Infatti secondo alcuni esperti, i soggetti che hanno avuto una seconda o una terza reinfezione sono più soggetti a malattie cardiache, disturbi a livello renale e altri problemi di salute nel corso dei primi 30 giorni di infezione ma anche nei mesi successivi, e comunque in misura maggiore a chi è stato infettato una volta sola. Allora come mai ci sembra che la malattia stia diventando più lieve L’evoluzione della pandemia e l’aumento dell’immunità anche grazie ai vaccini fanno sì che la frequenza dei sintomi e anche i decessi siano in calo (qui si prende in considerazione il caso del Regno Unito, NdR): “Il ceppo originale ha avuto un impatto più invalidante per quanto riguarda le condizioni post-covidiche, perché un numero maggiore di persone ha avuto una malattia grave” ricorda Monica Verduzzo Gutierrez della Long School of Medicine di San Antonio (Texas) e spiegando che il virus è diventato più debole nelle persone vaccinate, ma questo non implica che la malattia sia “milder” in termini assoluti rispetto alla temuta variante Delta, arrivata dopo Alfa.
“COVID19 ELUSIVO: ATTENTI AI CASI DI REINFEZIONE E AL LONG COVID CHE…”
La preoccupazione del mondo scientifico, sintetizzata dal professor Eric Topol dello Scripps Research Institute in California, è che il virus ha una grande capacità di mutare a ritmi molto elevati, adattandosi molto bene (“Sono virus molto elusivi” afferma), senza dimenticare il problema del long Covid e gli ancora alti livelli di circolazione: secondo un rapporto dell’Institute for Fiscal Studies del Regno Unito dello scorso luglio “una persona su dieci sviluppa il long Covid e smette di lavorare, generalmente mettendosi in malattia piuttosto che perdere del tutto il lavoro”.

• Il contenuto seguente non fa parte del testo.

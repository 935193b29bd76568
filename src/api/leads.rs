// src/api/leads.rs
use axum::{
    extract::State,
    http::StatusCode,
    Json,
};
use serde::Deserialize;
use serde_json::{json, Value};

use super::{ApiJson, ApiPath, ApiQuery, AppState, CurrentActor, ScopeQuery};
use crate::error::{CrmError, CrmResult};
use crate::model::{Lead, LeadDraft, LeadId, LeadPatch, NEW_LEAD_BUSINESS_NAME};
use crate::policy::ScopeRequest;
use crate::store::{LeadFilter, LeadStore, StatusStats};

#[derive(Debug, Deserialize)]
#[serde(rename_all = "camelCase")]
pub(super) struct CreateLeadBody {
    #[serde(default)]
    target_scope: Option<String>,
    #[serde(flatten)]
    draft: LeadDraft,
}

pub(super) async fn list(
    State(state): State<AppState>,
    CurrentActor(actor): CurrentActor,
    ApiQuery(q): ApiQuery<ScopeQuery>,
) -> CrmResult<Json<Vec<Lead>>> {
    let view = state
        .policy
        .resolve_read(&actor, q.request()?, q.target_user_id)?;
    let leads = state
        .store
        .list_leads(&LeadFilter {
            view,
            status: q.status(),
        })
        .await?;
    Ok(Json(leads))
}

/// Direct creation. No dedup here, unlike batch ingestion.
pub(super) async fn create(
    State(state): State<AppState>,
    CurrentActor(actor): CurrentActor,
    ApiJson(body): ApiJson<CreateLeadBody>,
) -> CrmResult<(StatusCode, Json<Lead>)> {
    let request = ScopeRequest::parse(body.target_scope.as_deref())?;
    let scope = state.policy.resolve_target(&actor, request)?;

    let mut draft = body.draft;
    draft.business_name = match draft.business_name.trim() {
        "" => NEW_LEAD_BUSINESS_NAME.to_string(),
        name => name.to_string(),
    };
    let lead = state.store.insert_lead(scope, draft).await?;
    tracing::info!(target: "api", actor_id = actor.id, lead_id = lead.id, %scope, "lead created");
    state.notifier.notify(&lead);
    Ok((StatusCode::CREATED, Json(lead)))
}

pub(super) async fn update(
    State(state): State<AppState>,
    CurrentActor(actor): CurrentActor,
    ApiPath(id): ApiPath<LeadId>,
    ApiJson(patch): ApiJson<LeadPatch>,
) -> CrmResult<Json<Lead>> {
    let existing = state
        .store
        .get_lead(id)
        .await?
        .ok_or_else(CrmError::lead_not_found)?;
    state.policy.authorize_modify(&actor, existing.scope)?;

    let sets_meeting = patch.sets_meeting_date();
    let updated = state
        .store
        .update_lead(id, patch)
        .await?
        .ok_or_else(CrmError::lead_not_found)?;
    if sets_meeting {
        state.notifier.notify(&updated);
    }
    Ok(Json(updated))
}

pub(super) async fn remove(
    State(state): State<AppState>,
    CurrentActor(actor): CurrentActor,
    ApiPath(id): ApiPath<LeadId>,
) -> CrmResult<Json<Value>> {
    let existing = state
        .store
        .get_lead(id)
        .await?
        .ok_or_else(CrmError::lead_not_found)?;
    state.policy.authorize_modify(&actor, existing.scope)?;
    if !state.store.delete_lead(id).await? {
        return Err(CrmError::lead_not_found());
    }
    tracing::info!(target: "api", actor_id = actor.id, lead_id = id, "lead deleted");
    Ok(Json(json!({ "message": "Lead deleted" })))
}

pub(super) async fn stats(
    State(state): State<AppState>,
    CurrentActor(actor): CurrentActor,
    ApiQuery(q): ApiQuery<ScopeQuery>,
) -> CrmResult<Json<StatusStats>> {
    let view = state
        .policy
        .resolve_read(&actor, q.request()?, q.target_user_id)?;
    Ok(Json(state.store.status_counts(&view).await?))
}
// src/error.rs
use axum::{
    extract::rejection::{JsonRejection, PathRejection, QueryRejection},
    http::StatusCode,
    response::{IntoResponse, Response},
    Json,
};

/// Request-level failure taxonomy. Row-level ingestion problems never become
/// a `CrmError`; they are collected on the execution instead.
#[derive(Debug, thiserror::Error)]
pub enum CrmError {
    #[error("{0}")]
    Validation(String),
    /// Missing credentials or bearer token.
    #[error("{0}")]
    Unauthenticated(String),
    /// Credentials or token were presented but rejected.
    #[error("{0}")]
    InvalidCredentials(String),
    #[error("{0}")]
    Forbidden(String),
    #[error("{0}")]
    NotFound(String),
    #[error("{0}")]
    Conflict(String),
    #[error("upstream failure: {0}")]
    Upstream(String),
    #[error("store error: {0}")]
    Store(#[source] anyhow::Error),
}

pub type CrmResult<T> = Result<T, CrmError>;

impl CrmError {
    pub fn status(&self) -> StatusCode {
        match self {
            CrmError::Validation(_) => StatusCode::BAD_REQUEST,
            CrmError::Unauthenticated(_) => StatusCode::UNAUTHORIZED,
            CrmError::InvalidCredentials(_) | CrmError::Forbidden(_) => StatusCode::FORBIDDEN,
            CrmError::NotFound(_) => StatusCode::NOT_FOUND,
            CrmError::Conflict(_) => StatusCode::CONFLICT,
            CrmError::Upstream(_) => StatusCode::BAD_GATEWAY,
            CrmError::Store(_) => StatusCode::INTERNAL_SERVER_ERROR,
        }
    }

    pub fn lead_not_found() -> Self {
        CrmError::NotFound("Lead not found".into())
    }
}

impl From<anyhow::Error> for CrmError {
    fn from(e: anyhow::Error) -> Self {
        CrmError::Store(e)
    }
}

// Extractor rejections become validation errors so every error body stays JSON.
impl From<JsonRejection> for CrmError {
    fn from(rejection: JsonRejection) -> Self {
        CrmError::Validation(rejection.body_text())
    }
}

impl From<QueryRejection> for CrmError {
    fn from(rejection: QueryRejection) -> Self {
        CrmError::Validation(rejection.body_text())
    }
}

impl From<PathRejection> for CrmError {
    fn from(rejection: PathRejection) -> Self {
        CrmError::Validation(rejection.body_text())
    }
}

impl IntoResponse for CrmError {
    fn into_response(self) -> Response {
        let status = self.status();
        if status.is_server_error() {
            tracing::error!(target: "api", error = ?self, "request failed");
        } else {
            tracing::debug!(target: "api", %status, error = %self, "request rejected");
        }
        let body = serde_json::json!({ "error": self.to_string() });
        (status, Json(body)).into_response()
    }
}
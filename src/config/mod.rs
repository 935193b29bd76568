// src/config/mod.rs
pub mod crm;

pub use crm::{AuthConfig, CalendarConfig, CrmConfig, ScrapeConfig};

Nell’articolo, in conclusione, si accenna a tal proposito infatti a quelle categorie (insegnanti, operatori sanitari, autisti, ecc.) più esposti da questo punto di vista. “Non bisogna lasciar correre” conclude Topol lamentando il fatto che si hanno a disposizione tante misure valide per contrastare questo fenomeno ma non le si usa e che le risorse investite non sono sufficienti: “Sarebbe un investimento molto saggio perché la capacità di anticipare il virus ci farà risparmiare una quantità smodata di costi in seguito”.